Professor Kaye Wellings said that while access to medical abortions has vastly improved since a rule change that now allows women to take two pills at home, the picture is very different for surgical and late-stage abortions, with only five NHS trust-run services offering them.
In 2021, NHS England published a contract for late-stage and complex abortions, in which it admitted that the use of private services meant there had been a “reduction in provision and expertise in the NHS sector over time”.
Dr Tracey Masters, a consultant in sexual and reproductive health in London and spokesperson for the Royal College of Obstetricians and Gynaecologists, said patients at her local service were regularly travelling from Manchester, Scotland and Wales to get an abortion.
She said the banning of most abortions in the US following the Roe vs Wade ruling should be a “wake-up call” to recognise that while some UK abortion services were good, others weren’t working well.

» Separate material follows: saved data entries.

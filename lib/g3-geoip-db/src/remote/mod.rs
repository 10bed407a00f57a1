/*
 * SPDX-License-Identifier: Apache-2.0
 * Copyright 2023-2025 ByteDance and/or its affiliates.
 */

use std::path::{Path, PathBuf};
use std::time::{SystemTime, UNIX_EPOCH};

use anyhow::{Context, anyhow};
use async_trait::async_trait;
use log::debug;
use tokio::io::{AsyncWrite, AsyncWriteExt};

use crate::GeoIpDbError;

mod http;
pub use http::HttpSnapshotSource;

mod install;
pub use install::install;
pub(crate) use install::make_dir;

/// Where the published snapshot lives.
#[async_trait]
pub trait SnapshotSource: Send + Sync {
    /// Metadata only request, returns the advertised content length if any.
    async fn content_length(&self) -> anyhow::Result<Option<u64>>;

    /// Stream the full snapshot into `writer`, returns the number of bytes copied.
    async fn fetch(&self, writer: &mut (dyn AsyncWrite + Send + Unpin)) -> anyhow::Result<u64>;
}

/// Check whether the local snapshot differs from the remote one.
///
/// A missing local file, or a remote length that is absent or not equal to the
/// local size, means an update is needed.
pub async fn need_update(
    source: &dyn SnapshotSource,
    local: &Path,
) -> Result<bool, GeoIpDbError> {
    let local_size = match tokio::fs::metadata(local).await {
        Ok(m) => m.len(),
        Err(_) => return Ok(true),
    };
    let remote_size = source
        .content_length()
        .await
        .map_err(GeoIpDbError::Check)?;
    match remote_size {
        Some(size) if size == local_size => Ok(false),
        Some(size) => {
            debug!("remote size {size} differs from local size {local_size}");
            Ok(true)
        }
        None => {
            debug!("no usable content length from remote, force update");
            Ok(true)
        }
    }
}

pub(crate) fn temp_file_name(dir: &Path) -> PathBuf {
    let nanos = SystemTime::now()
        .duration_since(UNIX_EPOCH)
        .map(|d| d.as_nanos())
        .unwrap_or_default();
    dir.join(format!("_g3-geoip.{nanos}.db.gz"))
}

/// Download the snapshot into a new temp file inside `dir`.
///
/// The temp file is removed if the download fails.
pub async fn download(source: &dyn SnapshotSource, dir: &Path) -> Result<PathBuf, GeoIpDbError> {
    let tmp_file = temp_file_name(dir);
    match download_to(source, &tmp_file).await {
        Ok(size) => {
            debug!("downloaded {size} bytes to {}", tmp_file.display());
            Ok(tmp_file)
        }
        Err(e) => {
            let _ = tokio::fs::remove_file(&tmp_file).await;
            Err(GeoIpDbError::Download(e))
        }
    }
}

async fn download_to(source: &dyn SnapshotSource, tmp_file: &Path) -> anyhow::Result<u64> {
    let mut f = tokio::fs::OpenOptions::new()
        .write(true)
        .create_new(true)
        .open(tmp_file)
        .await
        .map_err(|e| anyhow!("failed to create temp file {}: {e}", tmp_file.display()))?;
    let size = source.fetch(&mut f).await?;
    f.flush()
        .await
        .context("failed to flush temp file")?;
    f.sync_all()
        .await
        .context("failed to sync temp file")?;
    Ok(size)
}
/*
 * SPDX-License-Identifier: Apache-2.0
 * Copyright 2023-2025 ByteDance and/or its affiliates.
 */

use std::time::Duration;

pub(crate) struct RetryBackoff {
    refresh_interval: Duration,
    initial_retry: Duration,
    max_retry: Duration,
    retrying: Option<Duration>,
}

impl RetryBackoff {
    pub(crate) fn new(
        refresh_interval: Duration,
        initial_retry: Duration,
        max_retry: Duration,
    ) -> Self {
        RetryBackoff {
            refresh_interval,
            initial_retry,
            max_retry,
            retrying: None,
        }
    }

    /// Wait time before the next cycle after a successful one.
    pub(crate) fn succeeded(&mut self) -> Duration {
        self.retrying = None;
        self.refresh_interval
    }

    /// Wait time before the next cycle after a failed one.
    pub(crate) fn failed(&mut self) -> Duration {
        let wait = match self.retrying {
            None => self.initial_retry,
            Some(last) => last.saturating_mul(2).min(self.max_retry),
        };
        self.retrying = Some(wait);
        wait
    }
}
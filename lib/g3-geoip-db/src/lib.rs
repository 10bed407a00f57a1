/*
 * SPDX-License-Identifier: Apache-2.0
 * Copyright 2023-2025 ByteDance and/or its affiliates.
 */

use std::path::PathBuf;

mod error;
pub use error::{BoxError, GeoIpDbError, LookupError};

mod decoder;
pub use decoder::SnapshotDecoder;

mod config;
pub use config::{GeoIpDbConfig, SnapshotLocation};

mod db;
pub use db::GeoIpDatabase;

pub mod file;
pub mod remote;

mod event;
mod store;
mod update;
mod watch;

#[cfg(feature = "maxminddb")]
pub type MaxMindDatabase = GeoIpDatabase<maxminddb::Reader<Vec<u8>>>;

/// The local copy of a snapshot downloaded from an url.
pub fn default_cache_file() -> PathBuf {
    std::env::temp_dir().join("g3-geoip").join("db.gz")
}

She added: “You know, think about how terrible it is for women in America to have to travel hundreds of miles but here we have, you know, very similar things happening for women in Scotland.
“In my mind, that feels pretty inadequate, really, that someone should have to travel that sort of distance to get some care.”
Dr Masters explained that not enough NHS hospitals can provide surgical abortions, partly because of a lack of medical training.
Professor Lesley Regen, chair of the RCOG abortion taskforce, said the situation got worse during the pandemic when there was an increase in late abortions as many women were being told “no you can’t have anything” by local services.
She said: “It’s very important for this country not to become complacent about it [access to abortion services]. Things can move quite quickly, as you can see in the States, when the anti-choice lobby are involved, and I think that’s quite important that we understand that women should have reproductive choices, in my opinion.”
Talking about the lack of trained doctors, she warning there would be few replacements when her generation retires.
A ‘daunting’ journey
In several reports from 2021 and 2022, the Care Quality Commission raised concerns over independent abortion provider BPAS, which included long waiting times, women having to travel long distances and a lack of staff in some clinics.
Amelia Louli, who is based in Penrith, said she was forced to make the 100-mile journey to Liverpool in 2020 for a surgical abortion.
The mother-of-three, who is a single parent, decided to get her abortion through BPAS, as she was told she would have to wait for three or four weeks for an initial appointment if she went through a hospital.
Ms Louli, 36, added: “I was just so sick. For all of my pregnancies, I suffered from really extreme sickness.
“I’m a working single parent with three kids so every day that I was sick, it was debilitating and too difficult to cope with, so I chose to travel.”
Ms Louli, who is doing a PhD about abortions, said she had to get a friend to look after her children while she was away – adding that her appointment was at 10.30am in the morning but she did not make it into the theatre for the procedure until 4.30pm as it was so busy.
It was “daunting” knowing she was “a long way from home” in case anything went wrong, she added.
“It was tiring,” Ms Louli said. “It was expensive. I didn’t get reimbursed for costs and the hard thing is I did have complications a couple of weeks after and I ended up in hospital for five days in Carlisle.”
A Department of Health and Social Care spokesperson said: “Ensuring women can access abortion services in a safe, secure way is essential.
“We continue to work on plans to improve sexual and reproductive health services, including access to long acting reversible contraception, and will publish a sexual and reproductive health action plan later this year.”